**PROBLEM DESCRIPTION:** This exercise calls for copying every line below that holds the word "false".

[Saved data entries]
* * *

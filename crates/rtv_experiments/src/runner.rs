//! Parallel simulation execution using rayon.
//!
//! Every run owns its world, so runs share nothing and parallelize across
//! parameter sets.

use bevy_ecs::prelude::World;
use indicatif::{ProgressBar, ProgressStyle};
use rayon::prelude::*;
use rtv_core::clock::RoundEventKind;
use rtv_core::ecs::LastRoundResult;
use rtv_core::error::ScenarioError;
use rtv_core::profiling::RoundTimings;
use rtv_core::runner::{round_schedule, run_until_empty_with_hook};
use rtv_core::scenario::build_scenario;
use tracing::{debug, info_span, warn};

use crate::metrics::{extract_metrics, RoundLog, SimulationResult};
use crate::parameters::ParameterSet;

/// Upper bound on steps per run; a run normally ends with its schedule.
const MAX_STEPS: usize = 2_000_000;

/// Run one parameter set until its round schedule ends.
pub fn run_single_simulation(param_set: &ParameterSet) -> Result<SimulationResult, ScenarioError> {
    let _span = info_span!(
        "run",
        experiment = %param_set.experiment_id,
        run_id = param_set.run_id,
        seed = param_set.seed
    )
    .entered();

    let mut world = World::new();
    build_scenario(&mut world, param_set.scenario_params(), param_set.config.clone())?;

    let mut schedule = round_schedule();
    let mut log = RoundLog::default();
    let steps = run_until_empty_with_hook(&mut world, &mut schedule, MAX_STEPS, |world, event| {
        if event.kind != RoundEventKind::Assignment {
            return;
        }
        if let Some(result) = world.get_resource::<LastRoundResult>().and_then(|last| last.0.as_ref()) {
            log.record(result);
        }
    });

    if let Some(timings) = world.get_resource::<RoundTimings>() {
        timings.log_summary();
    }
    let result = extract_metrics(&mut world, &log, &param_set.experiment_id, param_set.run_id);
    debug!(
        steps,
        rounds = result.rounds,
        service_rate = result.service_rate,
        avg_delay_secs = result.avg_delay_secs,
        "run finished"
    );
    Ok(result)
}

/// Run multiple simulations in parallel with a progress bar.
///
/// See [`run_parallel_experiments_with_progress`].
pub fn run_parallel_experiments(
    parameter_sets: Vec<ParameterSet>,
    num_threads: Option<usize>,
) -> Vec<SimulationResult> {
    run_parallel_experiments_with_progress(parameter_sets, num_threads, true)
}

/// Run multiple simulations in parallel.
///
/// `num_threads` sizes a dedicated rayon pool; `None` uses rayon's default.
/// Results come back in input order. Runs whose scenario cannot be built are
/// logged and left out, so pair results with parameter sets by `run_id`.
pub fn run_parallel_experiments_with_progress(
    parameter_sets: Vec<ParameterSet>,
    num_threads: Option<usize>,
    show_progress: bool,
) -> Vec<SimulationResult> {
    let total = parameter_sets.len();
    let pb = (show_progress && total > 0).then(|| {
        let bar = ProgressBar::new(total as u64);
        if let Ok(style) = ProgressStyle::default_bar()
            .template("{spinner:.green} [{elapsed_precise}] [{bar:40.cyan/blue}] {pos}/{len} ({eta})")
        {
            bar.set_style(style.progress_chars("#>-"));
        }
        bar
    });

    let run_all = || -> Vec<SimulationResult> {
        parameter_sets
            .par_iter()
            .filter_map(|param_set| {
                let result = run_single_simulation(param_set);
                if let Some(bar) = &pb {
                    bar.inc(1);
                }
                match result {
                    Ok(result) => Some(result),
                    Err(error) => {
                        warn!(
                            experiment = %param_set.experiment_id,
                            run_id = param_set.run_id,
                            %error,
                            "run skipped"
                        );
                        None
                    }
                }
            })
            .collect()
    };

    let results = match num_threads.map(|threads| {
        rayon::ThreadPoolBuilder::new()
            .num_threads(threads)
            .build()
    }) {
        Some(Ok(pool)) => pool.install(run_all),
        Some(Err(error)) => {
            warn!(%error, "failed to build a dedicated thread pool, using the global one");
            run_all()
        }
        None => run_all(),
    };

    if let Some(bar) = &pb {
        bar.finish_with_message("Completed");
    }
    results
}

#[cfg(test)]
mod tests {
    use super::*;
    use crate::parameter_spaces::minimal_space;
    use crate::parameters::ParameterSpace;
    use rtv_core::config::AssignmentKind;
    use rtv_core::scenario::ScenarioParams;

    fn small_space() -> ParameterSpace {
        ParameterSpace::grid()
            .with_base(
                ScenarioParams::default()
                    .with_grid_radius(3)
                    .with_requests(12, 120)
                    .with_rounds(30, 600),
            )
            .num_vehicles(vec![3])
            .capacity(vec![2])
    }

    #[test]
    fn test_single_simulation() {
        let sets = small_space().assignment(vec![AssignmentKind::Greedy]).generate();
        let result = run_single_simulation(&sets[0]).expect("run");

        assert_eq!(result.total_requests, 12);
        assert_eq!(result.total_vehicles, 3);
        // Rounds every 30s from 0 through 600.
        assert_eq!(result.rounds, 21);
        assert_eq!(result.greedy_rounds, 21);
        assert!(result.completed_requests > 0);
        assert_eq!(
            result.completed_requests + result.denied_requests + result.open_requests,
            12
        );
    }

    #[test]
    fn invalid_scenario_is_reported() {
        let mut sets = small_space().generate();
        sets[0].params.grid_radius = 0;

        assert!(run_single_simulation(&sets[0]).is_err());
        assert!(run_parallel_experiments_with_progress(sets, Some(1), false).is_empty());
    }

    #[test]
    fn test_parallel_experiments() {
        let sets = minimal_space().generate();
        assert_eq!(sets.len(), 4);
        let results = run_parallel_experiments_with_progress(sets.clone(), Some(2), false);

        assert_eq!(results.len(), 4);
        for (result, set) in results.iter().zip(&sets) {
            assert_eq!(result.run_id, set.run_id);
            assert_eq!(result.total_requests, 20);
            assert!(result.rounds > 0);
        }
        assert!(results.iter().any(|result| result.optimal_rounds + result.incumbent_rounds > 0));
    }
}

* * *

**SOLUTION TO THIS PROBLEM:**
        assert!(run_parallel_experiments_with_progress(sets, Some(1), false).is_empty());
        let results = run_parallel_experiments_with_progress(sets.clone(), Some(2), false);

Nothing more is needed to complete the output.